[Records from a data collection]
- - -
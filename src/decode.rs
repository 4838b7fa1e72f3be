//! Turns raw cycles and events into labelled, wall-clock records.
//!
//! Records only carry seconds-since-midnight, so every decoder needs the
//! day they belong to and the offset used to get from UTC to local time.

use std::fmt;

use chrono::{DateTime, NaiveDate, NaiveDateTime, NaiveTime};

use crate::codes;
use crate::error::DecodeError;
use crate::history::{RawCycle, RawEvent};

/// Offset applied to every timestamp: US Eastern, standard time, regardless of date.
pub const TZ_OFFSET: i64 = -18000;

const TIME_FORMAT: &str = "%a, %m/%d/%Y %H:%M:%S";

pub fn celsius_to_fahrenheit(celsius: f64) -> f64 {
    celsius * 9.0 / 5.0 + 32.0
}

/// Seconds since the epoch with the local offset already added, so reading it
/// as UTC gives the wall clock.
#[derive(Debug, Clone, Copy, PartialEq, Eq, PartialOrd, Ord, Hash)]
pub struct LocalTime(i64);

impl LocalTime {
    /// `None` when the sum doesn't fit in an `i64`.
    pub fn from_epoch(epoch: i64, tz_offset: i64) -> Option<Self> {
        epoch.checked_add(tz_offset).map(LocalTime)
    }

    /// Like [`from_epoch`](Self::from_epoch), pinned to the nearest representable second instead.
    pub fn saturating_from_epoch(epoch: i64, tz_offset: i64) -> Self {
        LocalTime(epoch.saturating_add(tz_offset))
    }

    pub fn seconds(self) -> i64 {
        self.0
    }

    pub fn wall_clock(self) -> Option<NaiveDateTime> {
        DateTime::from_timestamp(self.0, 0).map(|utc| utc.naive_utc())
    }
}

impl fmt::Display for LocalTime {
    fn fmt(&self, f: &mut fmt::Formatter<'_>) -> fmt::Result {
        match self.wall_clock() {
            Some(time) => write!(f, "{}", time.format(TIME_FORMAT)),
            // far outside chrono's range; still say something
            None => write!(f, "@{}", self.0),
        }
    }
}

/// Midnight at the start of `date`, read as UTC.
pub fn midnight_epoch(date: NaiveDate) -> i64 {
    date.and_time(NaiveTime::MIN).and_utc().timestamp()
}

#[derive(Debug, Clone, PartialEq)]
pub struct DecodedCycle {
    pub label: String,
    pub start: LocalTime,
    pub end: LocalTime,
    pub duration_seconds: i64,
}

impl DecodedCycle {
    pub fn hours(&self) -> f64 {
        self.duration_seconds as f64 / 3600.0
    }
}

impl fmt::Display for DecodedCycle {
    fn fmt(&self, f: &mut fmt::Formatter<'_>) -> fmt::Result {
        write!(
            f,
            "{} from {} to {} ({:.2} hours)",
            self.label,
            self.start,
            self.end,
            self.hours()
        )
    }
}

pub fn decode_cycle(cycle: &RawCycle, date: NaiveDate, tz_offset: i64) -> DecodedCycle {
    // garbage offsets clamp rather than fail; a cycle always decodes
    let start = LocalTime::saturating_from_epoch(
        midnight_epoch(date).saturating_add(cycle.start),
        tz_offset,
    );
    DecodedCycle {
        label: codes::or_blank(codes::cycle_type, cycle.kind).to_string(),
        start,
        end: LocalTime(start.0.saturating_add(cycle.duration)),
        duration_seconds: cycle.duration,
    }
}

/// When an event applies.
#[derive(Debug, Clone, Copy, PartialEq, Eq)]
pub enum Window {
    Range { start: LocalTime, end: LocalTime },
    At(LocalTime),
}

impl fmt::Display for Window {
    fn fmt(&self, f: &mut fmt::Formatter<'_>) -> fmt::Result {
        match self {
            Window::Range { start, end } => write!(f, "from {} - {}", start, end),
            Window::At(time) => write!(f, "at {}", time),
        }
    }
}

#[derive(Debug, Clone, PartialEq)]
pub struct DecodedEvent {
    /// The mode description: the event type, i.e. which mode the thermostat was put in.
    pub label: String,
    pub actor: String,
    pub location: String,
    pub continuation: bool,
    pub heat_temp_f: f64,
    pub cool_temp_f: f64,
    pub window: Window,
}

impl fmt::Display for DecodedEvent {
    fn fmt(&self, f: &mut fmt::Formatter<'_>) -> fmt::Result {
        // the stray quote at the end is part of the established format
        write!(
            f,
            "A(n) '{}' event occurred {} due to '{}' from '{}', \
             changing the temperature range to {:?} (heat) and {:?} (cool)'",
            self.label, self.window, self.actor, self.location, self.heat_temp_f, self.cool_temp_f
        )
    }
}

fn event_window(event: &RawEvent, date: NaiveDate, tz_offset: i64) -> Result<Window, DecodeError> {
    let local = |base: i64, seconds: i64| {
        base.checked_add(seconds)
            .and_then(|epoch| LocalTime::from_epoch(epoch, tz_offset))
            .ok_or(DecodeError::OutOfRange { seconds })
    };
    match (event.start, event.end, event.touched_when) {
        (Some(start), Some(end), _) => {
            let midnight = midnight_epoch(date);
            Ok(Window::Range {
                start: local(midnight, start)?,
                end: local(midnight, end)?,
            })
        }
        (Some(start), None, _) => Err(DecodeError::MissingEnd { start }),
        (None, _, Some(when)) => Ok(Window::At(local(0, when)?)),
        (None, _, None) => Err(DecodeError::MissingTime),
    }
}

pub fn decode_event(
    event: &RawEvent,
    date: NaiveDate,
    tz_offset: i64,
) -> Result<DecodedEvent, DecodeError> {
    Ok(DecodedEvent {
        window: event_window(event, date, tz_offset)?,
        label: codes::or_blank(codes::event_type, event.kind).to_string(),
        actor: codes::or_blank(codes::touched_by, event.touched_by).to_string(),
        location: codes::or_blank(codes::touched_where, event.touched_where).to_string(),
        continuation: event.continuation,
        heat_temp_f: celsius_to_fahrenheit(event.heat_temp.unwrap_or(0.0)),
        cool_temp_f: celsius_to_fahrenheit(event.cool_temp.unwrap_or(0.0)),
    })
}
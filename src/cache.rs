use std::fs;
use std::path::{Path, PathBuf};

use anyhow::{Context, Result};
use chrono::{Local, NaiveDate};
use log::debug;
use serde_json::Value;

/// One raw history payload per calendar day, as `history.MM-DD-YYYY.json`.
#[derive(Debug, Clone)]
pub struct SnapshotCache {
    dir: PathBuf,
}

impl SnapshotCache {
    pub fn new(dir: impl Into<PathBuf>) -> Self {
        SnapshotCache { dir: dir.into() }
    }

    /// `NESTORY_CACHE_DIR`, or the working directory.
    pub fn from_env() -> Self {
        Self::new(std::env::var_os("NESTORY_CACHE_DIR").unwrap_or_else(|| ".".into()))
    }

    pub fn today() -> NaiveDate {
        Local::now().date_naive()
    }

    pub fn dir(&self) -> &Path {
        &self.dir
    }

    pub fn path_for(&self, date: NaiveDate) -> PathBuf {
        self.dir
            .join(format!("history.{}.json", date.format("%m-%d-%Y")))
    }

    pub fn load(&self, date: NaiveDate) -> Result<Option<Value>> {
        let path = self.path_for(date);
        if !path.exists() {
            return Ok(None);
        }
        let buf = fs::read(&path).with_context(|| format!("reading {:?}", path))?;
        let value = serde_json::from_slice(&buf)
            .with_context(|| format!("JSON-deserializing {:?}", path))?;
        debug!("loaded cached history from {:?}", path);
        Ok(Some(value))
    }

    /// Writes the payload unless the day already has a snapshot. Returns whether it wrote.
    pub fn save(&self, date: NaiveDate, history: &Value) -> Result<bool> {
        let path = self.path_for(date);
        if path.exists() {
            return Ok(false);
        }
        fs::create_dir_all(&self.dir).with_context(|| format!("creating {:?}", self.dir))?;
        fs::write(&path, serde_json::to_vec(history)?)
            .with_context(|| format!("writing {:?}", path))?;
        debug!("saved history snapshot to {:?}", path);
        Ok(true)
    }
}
- - -
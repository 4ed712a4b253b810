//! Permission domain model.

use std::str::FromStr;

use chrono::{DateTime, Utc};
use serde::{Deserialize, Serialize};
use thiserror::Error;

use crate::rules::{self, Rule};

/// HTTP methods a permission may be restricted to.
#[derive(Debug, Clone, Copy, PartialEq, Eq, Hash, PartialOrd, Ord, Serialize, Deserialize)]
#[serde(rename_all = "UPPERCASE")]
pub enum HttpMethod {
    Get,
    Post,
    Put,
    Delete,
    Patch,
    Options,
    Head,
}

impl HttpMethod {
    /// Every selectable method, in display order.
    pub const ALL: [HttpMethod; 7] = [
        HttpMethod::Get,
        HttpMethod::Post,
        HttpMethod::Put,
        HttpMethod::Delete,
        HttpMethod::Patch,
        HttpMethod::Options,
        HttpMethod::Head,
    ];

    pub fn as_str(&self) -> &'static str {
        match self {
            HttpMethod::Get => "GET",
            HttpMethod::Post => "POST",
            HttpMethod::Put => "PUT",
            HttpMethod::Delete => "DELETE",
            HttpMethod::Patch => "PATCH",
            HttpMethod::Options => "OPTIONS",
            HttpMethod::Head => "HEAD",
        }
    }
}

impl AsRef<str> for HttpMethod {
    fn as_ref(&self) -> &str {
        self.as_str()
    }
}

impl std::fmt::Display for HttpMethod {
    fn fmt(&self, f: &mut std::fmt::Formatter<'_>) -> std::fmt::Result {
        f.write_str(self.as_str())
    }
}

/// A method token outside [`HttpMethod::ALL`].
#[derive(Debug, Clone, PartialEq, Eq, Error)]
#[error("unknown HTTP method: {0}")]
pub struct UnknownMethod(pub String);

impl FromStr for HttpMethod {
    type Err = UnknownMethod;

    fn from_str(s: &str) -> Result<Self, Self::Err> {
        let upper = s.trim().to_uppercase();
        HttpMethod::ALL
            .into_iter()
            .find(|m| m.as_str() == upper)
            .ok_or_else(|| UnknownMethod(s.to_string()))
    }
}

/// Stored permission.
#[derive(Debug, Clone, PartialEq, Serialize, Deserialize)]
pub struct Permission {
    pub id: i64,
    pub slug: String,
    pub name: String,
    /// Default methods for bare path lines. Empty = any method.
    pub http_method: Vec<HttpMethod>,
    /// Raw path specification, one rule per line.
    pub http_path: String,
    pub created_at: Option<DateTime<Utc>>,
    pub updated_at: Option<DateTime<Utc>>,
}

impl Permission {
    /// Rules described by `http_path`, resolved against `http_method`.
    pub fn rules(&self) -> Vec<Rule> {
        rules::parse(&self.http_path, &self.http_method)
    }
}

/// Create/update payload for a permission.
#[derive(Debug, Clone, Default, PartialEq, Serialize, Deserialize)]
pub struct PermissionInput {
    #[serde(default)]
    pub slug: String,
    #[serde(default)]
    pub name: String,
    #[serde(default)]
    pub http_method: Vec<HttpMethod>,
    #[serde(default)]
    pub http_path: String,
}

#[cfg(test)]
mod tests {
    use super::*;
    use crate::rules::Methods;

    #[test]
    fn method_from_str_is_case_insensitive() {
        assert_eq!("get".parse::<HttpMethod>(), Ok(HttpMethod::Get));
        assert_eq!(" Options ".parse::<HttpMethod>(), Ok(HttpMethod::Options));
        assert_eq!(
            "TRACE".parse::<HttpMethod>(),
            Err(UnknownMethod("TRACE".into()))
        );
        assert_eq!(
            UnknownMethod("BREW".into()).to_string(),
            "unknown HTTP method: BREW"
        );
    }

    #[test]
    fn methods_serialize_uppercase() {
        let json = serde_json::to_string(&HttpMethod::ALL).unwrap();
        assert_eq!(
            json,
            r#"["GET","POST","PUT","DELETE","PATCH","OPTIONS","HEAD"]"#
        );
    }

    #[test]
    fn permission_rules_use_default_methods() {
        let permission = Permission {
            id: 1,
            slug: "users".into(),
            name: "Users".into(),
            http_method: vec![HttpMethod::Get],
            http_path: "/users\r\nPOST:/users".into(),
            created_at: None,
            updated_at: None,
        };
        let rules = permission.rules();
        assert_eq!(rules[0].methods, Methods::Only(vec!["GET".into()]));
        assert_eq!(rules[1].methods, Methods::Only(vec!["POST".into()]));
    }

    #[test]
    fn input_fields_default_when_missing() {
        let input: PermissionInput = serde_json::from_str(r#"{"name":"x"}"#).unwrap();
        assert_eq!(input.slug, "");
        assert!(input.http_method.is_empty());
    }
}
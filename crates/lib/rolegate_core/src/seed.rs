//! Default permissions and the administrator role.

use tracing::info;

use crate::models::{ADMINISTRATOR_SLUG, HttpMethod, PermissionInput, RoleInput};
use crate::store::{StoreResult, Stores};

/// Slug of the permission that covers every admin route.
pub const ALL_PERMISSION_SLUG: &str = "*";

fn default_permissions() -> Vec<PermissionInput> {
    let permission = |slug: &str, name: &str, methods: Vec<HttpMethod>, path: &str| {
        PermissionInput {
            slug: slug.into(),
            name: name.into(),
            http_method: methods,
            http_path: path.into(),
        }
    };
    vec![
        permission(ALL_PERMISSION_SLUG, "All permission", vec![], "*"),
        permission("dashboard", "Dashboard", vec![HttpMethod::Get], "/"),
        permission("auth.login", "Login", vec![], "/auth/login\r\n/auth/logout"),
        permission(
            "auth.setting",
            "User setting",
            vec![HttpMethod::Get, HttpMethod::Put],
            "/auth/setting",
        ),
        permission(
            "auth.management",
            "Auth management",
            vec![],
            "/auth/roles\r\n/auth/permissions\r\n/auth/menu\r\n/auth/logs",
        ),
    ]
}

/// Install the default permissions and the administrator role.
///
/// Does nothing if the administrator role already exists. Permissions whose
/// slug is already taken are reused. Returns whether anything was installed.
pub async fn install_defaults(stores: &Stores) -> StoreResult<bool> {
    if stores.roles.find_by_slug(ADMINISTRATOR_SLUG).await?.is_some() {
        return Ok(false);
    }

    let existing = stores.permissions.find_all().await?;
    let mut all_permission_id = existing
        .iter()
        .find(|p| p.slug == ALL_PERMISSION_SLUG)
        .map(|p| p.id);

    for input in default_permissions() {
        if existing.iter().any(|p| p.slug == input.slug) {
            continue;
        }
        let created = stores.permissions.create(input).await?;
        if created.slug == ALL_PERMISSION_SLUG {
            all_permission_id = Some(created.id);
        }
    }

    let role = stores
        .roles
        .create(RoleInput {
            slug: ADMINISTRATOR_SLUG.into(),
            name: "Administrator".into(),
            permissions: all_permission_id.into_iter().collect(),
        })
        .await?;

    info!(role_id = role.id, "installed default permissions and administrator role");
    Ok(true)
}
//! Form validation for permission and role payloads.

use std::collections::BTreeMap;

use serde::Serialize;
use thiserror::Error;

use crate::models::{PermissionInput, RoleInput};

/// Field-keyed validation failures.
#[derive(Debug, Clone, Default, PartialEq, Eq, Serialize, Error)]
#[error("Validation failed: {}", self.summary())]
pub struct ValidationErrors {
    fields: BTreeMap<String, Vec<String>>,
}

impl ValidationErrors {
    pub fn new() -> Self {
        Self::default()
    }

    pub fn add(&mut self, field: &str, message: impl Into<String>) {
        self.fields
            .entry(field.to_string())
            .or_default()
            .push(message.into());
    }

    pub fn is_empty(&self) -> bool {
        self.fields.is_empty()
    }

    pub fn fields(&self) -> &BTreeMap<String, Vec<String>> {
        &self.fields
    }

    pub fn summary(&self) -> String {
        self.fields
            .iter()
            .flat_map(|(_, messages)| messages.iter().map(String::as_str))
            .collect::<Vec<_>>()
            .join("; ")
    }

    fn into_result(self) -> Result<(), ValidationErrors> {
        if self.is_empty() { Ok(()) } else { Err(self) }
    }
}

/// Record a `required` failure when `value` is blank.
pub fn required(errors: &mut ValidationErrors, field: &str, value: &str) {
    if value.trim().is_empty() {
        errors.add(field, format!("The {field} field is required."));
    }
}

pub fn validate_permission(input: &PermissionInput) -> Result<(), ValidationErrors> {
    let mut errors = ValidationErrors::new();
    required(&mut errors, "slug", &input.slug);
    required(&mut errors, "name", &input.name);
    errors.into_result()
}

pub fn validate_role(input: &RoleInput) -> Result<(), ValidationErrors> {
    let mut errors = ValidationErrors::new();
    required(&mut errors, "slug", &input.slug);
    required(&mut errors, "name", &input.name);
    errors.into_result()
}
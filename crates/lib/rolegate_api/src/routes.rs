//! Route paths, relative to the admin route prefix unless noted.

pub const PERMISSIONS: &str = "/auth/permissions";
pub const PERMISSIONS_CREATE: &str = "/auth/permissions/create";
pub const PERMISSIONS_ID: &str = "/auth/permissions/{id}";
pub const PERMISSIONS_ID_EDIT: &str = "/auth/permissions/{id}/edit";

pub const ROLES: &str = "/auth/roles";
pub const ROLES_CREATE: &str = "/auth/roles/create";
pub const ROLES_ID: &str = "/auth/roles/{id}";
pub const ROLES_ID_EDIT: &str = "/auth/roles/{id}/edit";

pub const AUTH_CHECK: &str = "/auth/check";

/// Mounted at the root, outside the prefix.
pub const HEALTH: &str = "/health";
- - -
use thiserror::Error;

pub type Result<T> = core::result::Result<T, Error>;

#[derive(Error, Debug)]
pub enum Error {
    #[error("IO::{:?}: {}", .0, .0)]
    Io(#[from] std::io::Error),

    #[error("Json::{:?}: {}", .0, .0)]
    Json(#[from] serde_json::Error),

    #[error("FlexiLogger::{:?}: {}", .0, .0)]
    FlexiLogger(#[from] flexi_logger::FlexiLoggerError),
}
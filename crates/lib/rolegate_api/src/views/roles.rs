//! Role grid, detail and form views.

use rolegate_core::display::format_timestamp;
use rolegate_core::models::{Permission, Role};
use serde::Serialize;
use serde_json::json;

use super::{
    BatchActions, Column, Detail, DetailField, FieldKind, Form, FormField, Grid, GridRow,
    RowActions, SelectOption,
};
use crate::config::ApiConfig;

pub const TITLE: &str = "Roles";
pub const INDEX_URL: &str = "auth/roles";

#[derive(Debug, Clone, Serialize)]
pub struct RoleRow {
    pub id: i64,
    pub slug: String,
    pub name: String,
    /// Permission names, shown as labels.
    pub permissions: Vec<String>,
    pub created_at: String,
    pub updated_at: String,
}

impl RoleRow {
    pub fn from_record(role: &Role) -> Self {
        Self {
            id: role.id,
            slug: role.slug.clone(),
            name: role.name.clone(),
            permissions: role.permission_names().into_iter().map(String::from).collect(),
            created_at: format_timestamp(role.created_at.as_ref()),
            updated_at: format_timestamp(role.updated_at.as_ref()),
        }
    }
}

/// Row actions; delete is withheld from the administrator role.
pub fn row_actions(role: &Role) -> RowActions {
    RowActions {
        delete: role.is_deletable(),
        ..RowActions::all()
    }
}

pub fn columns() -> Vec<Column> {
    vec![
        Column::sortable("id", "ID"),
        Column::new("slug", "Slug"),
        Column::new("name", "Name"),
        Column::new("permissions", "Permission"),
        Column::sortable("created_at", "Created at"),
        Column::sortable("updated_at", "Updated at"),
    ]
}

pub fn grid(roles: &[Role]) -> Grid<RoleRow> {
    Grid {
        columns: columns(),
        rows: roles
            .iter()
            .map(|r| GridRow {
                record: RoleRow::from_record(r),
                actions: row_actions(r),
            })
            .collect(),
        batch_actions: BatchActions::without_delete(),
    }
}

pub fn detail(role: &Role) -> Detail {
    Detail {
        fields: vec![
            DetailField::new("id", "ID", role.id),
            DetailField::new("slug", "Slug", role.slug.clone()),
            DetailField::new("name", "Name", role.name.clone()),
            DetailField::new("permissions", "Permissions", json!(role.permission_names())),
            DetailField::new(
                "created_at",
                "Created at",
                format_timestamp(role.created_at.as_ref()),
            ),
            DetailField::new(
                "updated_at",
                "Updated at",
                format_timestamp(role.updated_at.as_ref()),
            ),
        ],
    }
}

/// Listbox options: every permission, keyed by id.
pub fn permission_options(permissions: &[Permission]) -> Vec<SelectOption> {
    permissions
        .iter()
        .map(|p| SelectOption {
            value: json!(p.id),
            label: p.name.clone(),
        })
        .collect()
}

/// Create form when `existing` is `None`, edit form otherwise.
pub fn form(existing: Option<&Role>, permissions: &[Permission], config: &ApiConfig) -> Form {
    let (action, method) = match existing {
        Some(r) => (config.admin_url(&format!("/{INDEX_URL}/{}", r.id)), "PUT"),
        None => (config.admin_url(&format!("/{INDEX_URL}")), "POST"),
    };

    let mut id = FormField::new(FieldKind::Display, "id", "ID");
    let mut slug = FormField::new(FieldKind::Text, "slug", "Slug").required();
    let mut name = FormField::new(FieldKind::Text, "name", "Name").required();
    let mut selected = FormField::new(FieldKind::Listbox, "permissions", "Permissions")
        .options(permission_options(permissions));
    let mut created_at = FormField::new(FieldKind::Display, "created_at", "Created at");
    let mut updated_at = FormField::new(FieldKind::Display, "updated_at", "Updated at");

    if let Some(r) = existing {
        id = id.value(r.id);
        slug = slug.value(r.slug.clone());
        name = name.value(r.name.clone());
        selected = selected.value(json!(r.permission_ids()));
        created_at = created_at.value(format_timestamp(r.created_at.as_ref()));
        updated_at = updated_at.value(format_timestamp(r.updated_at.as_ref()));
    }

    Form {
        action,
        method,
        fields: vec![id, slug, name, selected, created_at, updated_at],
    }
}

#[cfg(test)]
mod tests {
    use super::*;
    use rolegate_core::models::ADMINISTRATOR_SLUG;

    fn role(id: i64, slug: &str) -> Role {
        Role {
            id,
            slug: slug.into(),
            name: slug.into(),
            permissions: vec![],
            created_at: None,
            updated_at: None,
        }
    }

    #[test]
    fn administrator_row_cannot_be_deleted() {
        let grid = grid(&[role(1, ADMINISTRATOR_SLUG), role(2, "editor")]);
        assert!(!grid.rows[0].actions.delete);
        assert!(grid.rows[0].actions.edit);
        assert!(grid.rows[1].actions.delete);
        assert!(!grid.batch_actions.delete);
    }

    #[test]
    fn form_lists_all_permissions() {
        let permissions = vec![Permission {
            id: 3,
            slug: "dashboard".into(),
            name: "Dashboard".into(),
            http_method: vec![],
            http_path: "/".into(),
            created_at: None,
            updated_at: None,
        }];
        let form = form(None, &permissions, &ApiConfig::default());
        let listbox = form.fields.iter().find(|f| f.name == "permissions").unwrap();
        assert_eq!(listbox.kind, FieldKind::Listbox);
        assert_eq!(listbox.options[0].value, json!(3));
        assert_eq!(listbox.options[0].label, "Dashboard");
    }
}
- - -
§ Task details:
Extract from the records above the lines from the one containing "filename src/decode.rs" to the one containing "pub fn from_epoch(epoch: i64, tz_offset: i64)", both lines included, exactly as they appear and with nothing else.

§ Expected answer:
filename src/decode.rs
repository 4838b7fa1e72f3be
//! Turns raw cycles and events into labelled, wall-clock records.
//!
//! Records only carry seconds-since-midnight, so every decoder needs the
//! day they belong to and the offset used to get from UTC to local time.

use std::fmt;

use chrono::{DateTime, NaiveDate, NaiveDateTime, NaiveTime};

use crate::codes;
use crate::error::DecodeError;
use crate::history::{RawCycle, RawEvent};

/// Offset applied to every timestamp: US Eastern, standard time, regardless of date.
pub const TZ_OFFSET: i64 = -18000;

const TIME_FORMAT: &str = "%a, %m/%d/%Y %H:%M:%S";

pub fn celsius_to_fahrenheit(celsius: f64) -> f64 {
    celsius * 9.0 / 5.0 + 32.0
}

/// Seconds since the epoch with the local offset already added, so reading it
/// as UTC gives the wall clock.
#[derive(Debug, Clone, Copy, PartialEq, Eq, PartialOrd, Ord, Hash)]
pub struct LocalTime(i64);

impl LocalTime {
    /// `None` when the sum doesn't fit in an `i64`.
    pub fn from_epoch(epoch: i64, tz_offset: i64) -> Option<Self> {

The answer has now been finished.